I also noticed that in the “Almighty Debt” special, CNN took the additional step of bringing scholarly analysis into the fold. Dr. Julianne Malveaux did a wonderful job of explaining how slavery and Jim Crow contributed to the wealth disparities which exist right now. I was absolutely furious after seeing that in their last release of “Black in America,” the producers mentioned the wealth disparities, but seemed to imply that this was simply a phenomenon that was born and raised in the African American community. It went back to the simple-minded notion that “Black people are poor because they are just not as disciplined as everyone else,” thus feeding right into the beast of white supremacy.
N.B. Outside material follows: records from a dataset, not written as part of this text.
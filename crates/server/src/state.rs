use std::sync::Arc;

use axum::extract::FromRef;
use clients::pubsub::MessagePublisher;
use clients::vision::ImageAnnotator;

pub type DynAnnotator = Arc<dyn ImageAnnotator>;
pub type DynPublisher = Arc<dyn MessagePublisher>;

/// Shared handler state. The cloud clients are trait objects so tests can
/// swap in doubles without touching the handlers.
#[derive(Clone)]
pub struct ServerState {
    pub annotator: DynAnnotator,
    pub publisher: DynPublisher,
    /// Topic the publish endpoint writes to.
    pub topic: String,
    /// Client for the loopback greeting calls.
    pub http: reqwest::Client,
    /// This service's own base URL, known once the listener is bound.
    pub self_base_url: String,
}

// Lets the analyze handler extract just the annotator, so the standalone
// vision router can reuse it with `DynAnnotator` as its whole state.
impl FromRef<ServerState> for DynAnnotator {
    fn from_ref(state: &ServerState) -> Self {
        state.annotator.clone()
    }
}
use serde::{Deserialize, Serialize};
use thiserror::Error;

#[derive(Debug, Error)]
pub enum ClientError {
    #[error("transport error: {0}")]
    Transport(#[from] reqwest::Error),
    #[error("api error (code {code}): {message}")]
    Api { code: i32, message: String },
    #[error("unexpected response: {0}")]
    Unexpected(String),
}

/// Error/status payload the provider embeds both in non-2xx bodies and in
/// per-item responses.
#[derive(Debug, Clone, Default, Serialize, Deserialize)]
pub struct RpcStatus {
    #[serde(default)]
    pub code: i32,
    #[serde(default)]
    pub message: String,
}

#[derive(Deserialize)]
struct ErrorBody {
    error: RpcStatus,
}

/// Turn a non-2xx response into `ClientError::Api`, preferring the
/// provider's structured error body over the raw text.
pub(crate) async fn check_response(resp: reqwest::Response) -> Result<reqwest::Response, ClientError> {
    if resp.status().is_success() {
        return Ok(resp);
    }
    let status = resp.status();
    let body = resp.text().await.unwrap_or_default();
    match serde_json::from_str::<ErrorBody>(&body) {
        Ok(parsed) => Err(ClientError::Api { code: parsed.error.code, message: parsed.error.message }),
        Err(_) => Err(ClientError::Api { code: status.as_u16() as i32, message: body }),
    }
}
I am hopeful that as CNN approaches this huge responsibility, they utilize their platform to educate the public on issues that matter, and also work to affect meaningful change. The last thing that African Americans need is yet another series designed to make fun of us. Additionally, if they are going to attack important topics like education, the criminal justice system and financial empowerment, leading black scholars in these fields should be consulted to ensure that the work is on track. The inclusion of Dr. Malveaux impressed me because she is a scholar with a strong knowledge of finance and economics. While it might be easy to presume that Dr. Malveaux’s expertise is no different from the many financial advisors we see on television, the nasty truth is that Dr. Malveaux learned more in one semester of doctoral study than most of the other “experts” learned in four years of college. In fact, she and I both have taught thousands of students who are now considered to be financial experts themselves. This is not to minimize the depth of expertise that other public figures bring to the table, but I have to be honest and say that getting my PhD in Finance was the most difficult, yet insightful thing I’ve ever accomplished (my program took 400 applications and accepted only eight students. Many of them never graduated). I made this sacrifice in order to bring the knowledge back home to my people, and so did Dr. Malveaux.
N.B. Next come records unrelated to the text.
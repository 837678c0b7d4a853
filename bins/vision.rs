use dotenvy::dotenv;
use tracing::{error, info};
use uuid::Uuid;

fn init_logging() {
    dotenv().ok();
    common::utils::logging::init_logging_default();
    info!(service = "vision", event = "logger_init", "tracing subscriber initialized");
}

fn main() -> std::process::ExitCode {
    init_logging();

    let service_id = Uuid::new_v4();
    let pid = std::process::id();
    let version = env!("CARGO_PKG_VERSION");

    std::panic::set_hook(Box::new({
        let service_id = service_id;
        move |info| {
            error!(
                service = "vision",
                event = "panic",
                %service_id,
                pid,
                message = %info,
                "unhandled panic occurred"
            );
        }
    }));

    let rt = match tokio::runtime::Builder::new_multi_thread().enable_all().build() {
        Ok(rt) => rt,
        Err(e) => {
            error!(service = "vision", event = "runtime_build_failed", error = %e, "failed to build tokio runtime");
            return std::process::ExitCode::FAILURE;
        }
    };

    info!(service = "vision", event = "start", %service_id, pid, version, "vision service starting");

    rt.block_on(async move {
        tokio::select! {
            res = server::run_vision() => match res {
                Ok(()) => {
                    info!(service = "vision", event = "stop", %service_id, pid, "vision service stopped normally");
                    std::process::ExitCode::SUCCESS
                }
                Err(e) => {
                    error!(service = "vision", event = "run_failed", error = %e, "run_vision returned error");
                    std::process::ExitCode::FAILURE
                }
            },
            _ = tokio::signal::ctrl_c() => {
                info!(service = "vision", event = "shutdown_signal", %service_id, pid, "received Ctrl+C, shutting down");
                std::process::ExitCode::SUCCESS
            }
        }
    })
}
pub mod db;
pub mod errors;
pub mod reservation;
If we are dealing with complex issues, we need complex minds. Racism is not a simple problem with simple solutions. I hope CNN remembers this when they are trying to get enough viewers to impress their corporate sponsors. I also applaud the fact that they seem to be genuinely interested in noting the disproportionate number of foreclosures, bankruptcies and job loss being experienced by black America. The Obama Administration should take a note as well, given that economic inequality will likely not go away without bold government intervention. We cannot remain silent about these issues.

I’ll be watching “Almighty Debt,” and I expect it’s going to be better than the last installment. At the very least, I am hopeful that we can grow and learn from the project and not find ourselves perpetually frustrated. I’ll tell you what I think when it’s done.